Zehetmaieropfer 16.12.2017
2. Bayern ein Paradies
Bayern als Paradies zu bezeichnen spricht schon für eine sehr große Weltfremdheit und der Realitäten in Bayern entrückten Abgehobenheit der Regierenden. Viele Wähler*innen werden dies bei der nächsten Landtagswahl zu Werten wissen.

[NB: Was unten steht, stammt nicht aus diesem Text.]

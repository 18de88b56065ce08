//! Per-series validation and optional repair.
//!
//! Validation produces a report of findings; a report passes iff it holds
//! no critical finding. Repair (`clean`) fixes what can be fixed without
//! inventing data: duplicates are dropped, invariant-violating rows removed,
//! outliers clipped, and single-bar gaps forward-filled. Larger gaps are
//! left alone.

use chrono::{DateTime, Utc};
use serde::{Deserialize, Serialize};

use crate::market::series::{Candle, Series, SeriesData};

#[derive(Debug, Clone, Copy, PartialEq, Eq, Serialize, Deserialize)]
#[serde(rename_all = "lowercase")]
pub enum Severity {
    Critical,
    Warning,
    Info,
}

#[derive(Debug, Clone, Serialize, Deserialize)]
pub struct Finding {
    pub severity: Severity,
    pub rule: String,
    pub message: String,
    pub affected_range: Option<(DateTime<Utc>, DateTime<Utc>)>,
}

#[derive(Debug, Clone, Default, Serialize, Deserialize)]
pub struct QualityReport {
    pub findings: Vec<Finding>,
}

impl QualityReport {
    /// True iff no critical finding was recorded.
    pub fn passed(&self) -> bool {
        !self
            .findings
            .iter()
            .any(|f| f.severity == Severity::Critical)
    }

    pub fn criticals(&self) -> impl Iterator<Item = &Finding> {
        self.findings
            .iter()
            .filter(|f| f.severity == Severity::Critical)
    }

    pub fn warnings(&self) -> impl Iterator<Item = &Finding> {
        self.findings
            .iter()
            .filter(|f| f.severity == Severity::Warning)
    }

    pub fn summary(&self) -> String {
        self.criticals()
            .map(|f| format!("{}: {}", f.rule, f.message))
            .collect::<Vec<_>>()
            .join("; ")
    }

    fn push(&mut self, severity: Severity, rule: &str, message: String) {
        self.findings.push(Finding {
            severity,
            rule: rule.to_string(),
            message,
            affected_range: None,
        });
    }
}

/// Validate a series against the rules for its kind.
pub fn validate(series: &Series) -> QualityReport {
    let mut report = QualityReport::default();
    match &series.data {
        SeriesData::Ohlcv(candles) => {
            validate_ohlcv(candles, series.meta.cadence.millis(), &mut report);
        }
        SeriesData::Funding(points) => {
            let cadence = series.meta.cadence.millis();
            for w in points.windows(2) {
                let gap = w[1].ts.timestamp_millis() - w[0].ts.timestamp_millis();
                if gap > cadence {
                    report.push(
                        Severity::Warning,
                        "funding_gap",
                        format!("gap of {}ms after {}", gap, w[0].ts),
                    );
                }
            }
            for p in points {
                if !p.rate.is_finite() {
                    report.push(
                        Severity::Critical,
                        "funding_not_finite",
                        format!("non-finite rate at {}", p.ts),
                    );
                } else if p.rate.abs() > 0.01 {
                    report.push(
                        Severity::Warning,
                        "funding_extreme",
                        format!("rate {} at {} is implausibly large", p.rate, p.ts),
                    );
                }
            }
        }
        SeriesData::OpenInterest(points) => {
            let values: Vec<f64> = points.iter().map(|p| p.value).collect();
            for p in points {
                if p.value < 0.0 {
                    report.push(
                        Severity::Critical,
                        "oi_negative",
                        format!("negative open interest at {}", p.ts),
                    );
                }
            }
            let mean = crate::engine::metrics::mean(&values);
            let std = crate::engine::metrics::std_dev(&values);
            if std.is_finite() && std > 0.0 {
                for p in points {
                    let z = (p.value - mean) / std;
                    if z.abs() > 3.0 {
                        report.push(
                            Severity::Warning,
                            "oi_outlier",
                            format!("open interest z-score {z:.1} at {}", p.ts),
                        );
                    }
                }
            }
        }
        SeriesData::Basis(points) => {
            for p in points {
                if !p.value.is_finite() {
                    report.push(
                        Severity::Critical,
                        "basis_not_finite",
                        format!("non-finite basis at {}", p.ts),
                    );
                }
            }
        }
        SeriesData::Liquidations(points) => {
            // Sparse coverage is normal; only negative volumes are wrong.
            for p in points {
                if p.buy_volume < 0.0 || p.sell_volume < 0.0 {
                    report.push(
                        Severity::Critical,
                        "liquidation_negative",
                        format!("negative liquidation volume at {}", p.ts),
                    );
                }
            }
        }
        SeriesData::LongShort(points) => {
            for p in points {
                let in_range =
                    (0.0..=1.0).contains(&p.long_ratio) && (0.0..=1.0).contains(&p.short_ratio);
                if !in_range {
                    report.push(
                        Severity::Critical,
                        "ratio_out_of_range",
                        format!(
                            "long {} / short {} outside [0,1] at {}",
                            p.long_ratio, p.short_ratio, p.ts
                        ),
                    );
                }
                if p.long_ratio + p.short_ratio <= 0.0 {
                    report.push(
                        Severity::Critical,
                        "ratio_sum_not_positive",
                        format!("ratio sum not positive at {}", p.ts),
                    );
                }
            }
        }
    }
    report
}

fn validate_ohlcv(candles: &[Candle], cadence_ms: i64, report: &mut QualityReport) {
    for w in candles.windows(2) {
        if w[1].ts == w[0].ts {
            report.push(
                Severity::Critical,
                "duplicate_timestamp",
                format!("duplicate bar at {}", w[0].ts),
            );
        } else {
            let gap = w[1].ts.timestamp_millis() - w[0].ts.timestamp_millis();
            if gap > cadence_ms {
                report.push(
                    Severity::Warning,
                    "bar_gap",
                    format!("{} missing bar(s) after {}", gap / cadence_ms - 1, w[0].ts),
                );
            }
        }
    }

    for c in candles {
        let values = [c.open, c.high, c.low, c.close, c.volume];
        if values.iter().any(|v| !v.is_finite()) {
            report.push(
                Severity::Critical,
                "null_value",
                format!("non-finite value at {}", c.ts),
            );
            continue;
        }
        if c.low <= 0.0 || c.open <= 0.0 || c.high <= 0.0 || c.close <= 0.0 {
            report.push(
                Severity::Critical,
                "non_positive_price",
                format!("non-positive price at {}", c.ts),
            );
            continue;
        }
        if c.volume < 0.0 {
            report.push(
                Severity::Critical,
                "negative_volume",
                format!("negative volume at {}", c.ts),
            );
        }
        if !(c.low <= c.open && c.low <= c.close && c.high >= c.open && c.high >= c.close) {
            report.push(
                Severity::Critical,
                "ohlc_invariant",
                format!("low/high do not bound open/close at {}", c.ts),
            );
        }
        if c.volume == 0.0 {
            report.push(
                Severity::Info,
                "zero_volume",
                format!("zero-volume bar at {}", c.ts),
            );
        }
    }

    let (lower, upper) = iqr_bounds(candles);
    if upper > lower {
        for c in candles {
            if c.close < lower || c.close > upper {
                report.push(
                    Severity::Warning,
                    "price_outlier",
                    format!("close {} at {} outside IQR bounds", c.close, c.ts),
                );
            }
        }
    }
}

/// Tukey fences on closes: `[q1 - 1.5·IQR, q3 + 1.5·IQR]`.
fn iqr_bounds(candles: &[Candle]) -> (f64, f64) {
    if candles.len() < 4 {
        return (f64::NEG_INFINITY, f64::INFINITY);
    }
    let mut closes: Vec<f64> = candles
        .iter()
        .map(|c| c.close)
        .filter(|c| c.is_finite())
        .collect();
    if closes.len() < 4 {
        return (f64::NEG_INFINITY, f64::INFINITY);
    }
    closes.sort_by(|a, b| a.partial_cmp(b).unwrap_or(std::cmp::Ordering::Equal));
    let q1 = closes[closes.len() / 4];
    let q3 = closes[closes.len() * 3 / 4];
    let iqr = q3 - q1;
    (q1 - 1.5 * iqr, q3 + 1.5 * iqr)
}

/// Repair what can be repaired without fabricating data.
pub fn clean(series: &Series) -> Series {
    let mut out = series.clone();
    if let SeriesData::Ohlcv(candles) = &mut out.data {
        let cadence_ms = series.meta.cadence.millis();

        // Deduplicate timestamps, keeping the first occurrence.
        let mut seen = std::collections::BTreeSet::new();
        candles.retain(|c| seen.insert(c.ts.timestamp_millis()));

        // Drop rows that violate the OHLC invariants outright.
        candles.retain(|c| {
            [c.open, c.high, c.low, c.close, c.volume]
                .iter()
                .all(|v| v.is_finite())
                && c.low > 0.0
                && c.volume >= 0.0
                && c.low <= c.open
                && c.low <= c.close
                && c.high >= c.open
                && c.high >= c.close
        });

        // Clip close outliers to the IQR fences, keeping high/low consistent.
        let (lower, upper) = iqr_bounds(candles);
        if upper > lower {
            for c in candles.iter_mut() {
                if c.close < lower || c.close > upper {
                    c.close = c.close.clamp(lower, upper);
                    c.high = c.high.max(c.close);
                    c.low = c.low.min(c.close);
                }
            }
        }

        // Forward-fill exactly one missing bar; wider gaps stay gaps.
        let mut filled = Vec::with_capacity(candles.len());
        for c in candles.iter() {
            if let Some(prev) = filled.last().cloned() {
                let prev: Candle = prev;
                let gap = c.ts.timestamp_millis() - prev.ts.timestamp_millis();
                if gap == 2 * cadence_ms {
                    filled.push(Candle {
                        ts: prev.ts + chrono::Duration::milliseconds(cadence_ms),
                        open: prev.close,
                        high: prev.close,
                        low: prev.close,
                        close: prev.close,
                        volume: 0.0,
                    });
                }
            }
            filled.push(*c);
        }
        *candles = filled;
    }
    out
}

mittelstandsfreund 16.12.2017
3. Typisch Seehofer
Immer alles auf die anderen schieben. Einziges Thema: Obergrenze, und dabei mobben, mobben, mobben. Den Wählern war das zu blöd, denn sie sind schlauer, als er denkt. Aber ihn dann mit seiner missratenen Waghlrichtung zur Belohnung auch noch Koalitionsverhandlungen führen zu lassen zeigt, dass man in Bayern sich erlauben kann, was man will, wenn man CSU heisst. Für mich ist Seehofer schon immer eine der größten Ausfälle an Ministerpräsidenten gewesen. Ohne Ideen und nur wirtschaftsbesessen. Soziales ist nur störend und wird nur kurz vor der Wahl als Mäntelchen übergehängt.

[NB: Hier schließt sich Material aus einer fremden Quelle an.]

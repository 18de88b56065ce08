pub mod series;
pub mod symbol;
pub mod timeframe;

use std::collections::HashMap;

use crate::market::series::{
    BasisPoint, Candle, FundingPoint, LiquidationPoint, LongShortPoint, OiPoint, Series,
    SeriesData, SeriesKind,
};

/// All series loaded for one backtest run, keyed by kind.
///
/// Built by the data pipeline and handed to the engine read-only. OHLCV is
/// always present; perpetual series are present only when the strategy
/// requested them and the exchange could serve them.
#[derive(Debug, Clone, Default)]
pub struct MarketData {
    series: HashMap<SeriesKind, Series>,
}

impl MarketData {
    pub fn new() -> Self {
        Self::default()
    }

    pub fn insert(&mut self, series: Series) {
        self.series.insert(series.kind(), series);
    }

    pub fn get(&self, kind: SeriesKind) -> Option<&Series> {
        self.series.get(&kind)
    }

    pub fn contains(&self, kind: SeriesKind) -> bool {
        self.series.contains_key(&kind)
    }

    pub fn kinds(&self) -> impl Iterator<Item = SeriesKind> + '_ {
        self.series.keys().copied()
    }

    /// The primary OHLCV candles, or an empty slice when none were loaded.
    pub fn candles(&self) -> &[Candle] {
        match self.series.get(&SeriesKind::Ohlcv).map(|s| &s.data) {
            Some(SeriesData::Ohlcv(c)) => c,
            _ => &[],
        }
    }

    pub fn funding(&self) -> Option<&[FundingPoint]> {
        match self.series.get(&SeriesKind::FundingRate).map(|s| &s.data) {
            Some(SeriesData::Funding(f)) => Some(f),
            _ => None,
        }
    }

    pub fn open_interest(&self) -> Option<&[OiPoint]> {
        match self.series.get(&SeriesKind::OpenInterest).map(|s| &s.data) {
            Some(SeriesData::OpenInterest(o)) => Some(o),
            _ => None,
        }
    }

    pub fn basis(&self) -> Option<&[BasisPoint]> {
        match self.series.get(&SeriesKind::Basis).map(|s| &s.data) {
            Some(SeriesData::Basis(b)) => Some(b),
            _ => None,
        }
    }

    pub fn liquidations(&self) -> Option<&[LiquidationPoint]> {
        match self.series.get(&SeriesKind::Liquidations).map(|s| &s.data) {
            Some(SeriesData::Liquidations(l)) => Some(l),
            _ => None,
        }
    }

    pub fn long_short(&self) -> Option<&[LongShortPoint]> {
        match self
            .series
            .get(&SeriesKind::LongShortRatio)
            .map(|s| &s.data)
        {
            Some(SeriesData::LongShort(l)) => Some(l),
            _ => None,
        }
    }
}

kritischer-spiegelleser 16.12.2017
4. Schönreden
Ältere Herrschaften leiden nun mal oft unter Realitätsverlust. Auch in Bayern sehe ich oft alte Leute beim Flaschensammeln. Auch in Bayern sind die Tafeln inzwischen überlaufen. Auch in Bayern gibt es fast keinen billigen Wohnraum mehr. Das "Paradies Bayern" habe ich als Bayer noch nicht gefunden.
Luna-lucia 16.12.2017
5. Bayern blüht
ist zweifellos richtig! Nur, es blüht leider auch die Korruption in der CSU! Und das nicht nur hinsichtlich der "Schmidt-Affäre" um das höchst gefährliche Pflanzenschutzmittel, Glyphosat. Auch in den Zusammensetzungen der einzelnen Gremien, werden innerhalb der CSU immer wieder riesige Mauscheleien durchgezogen.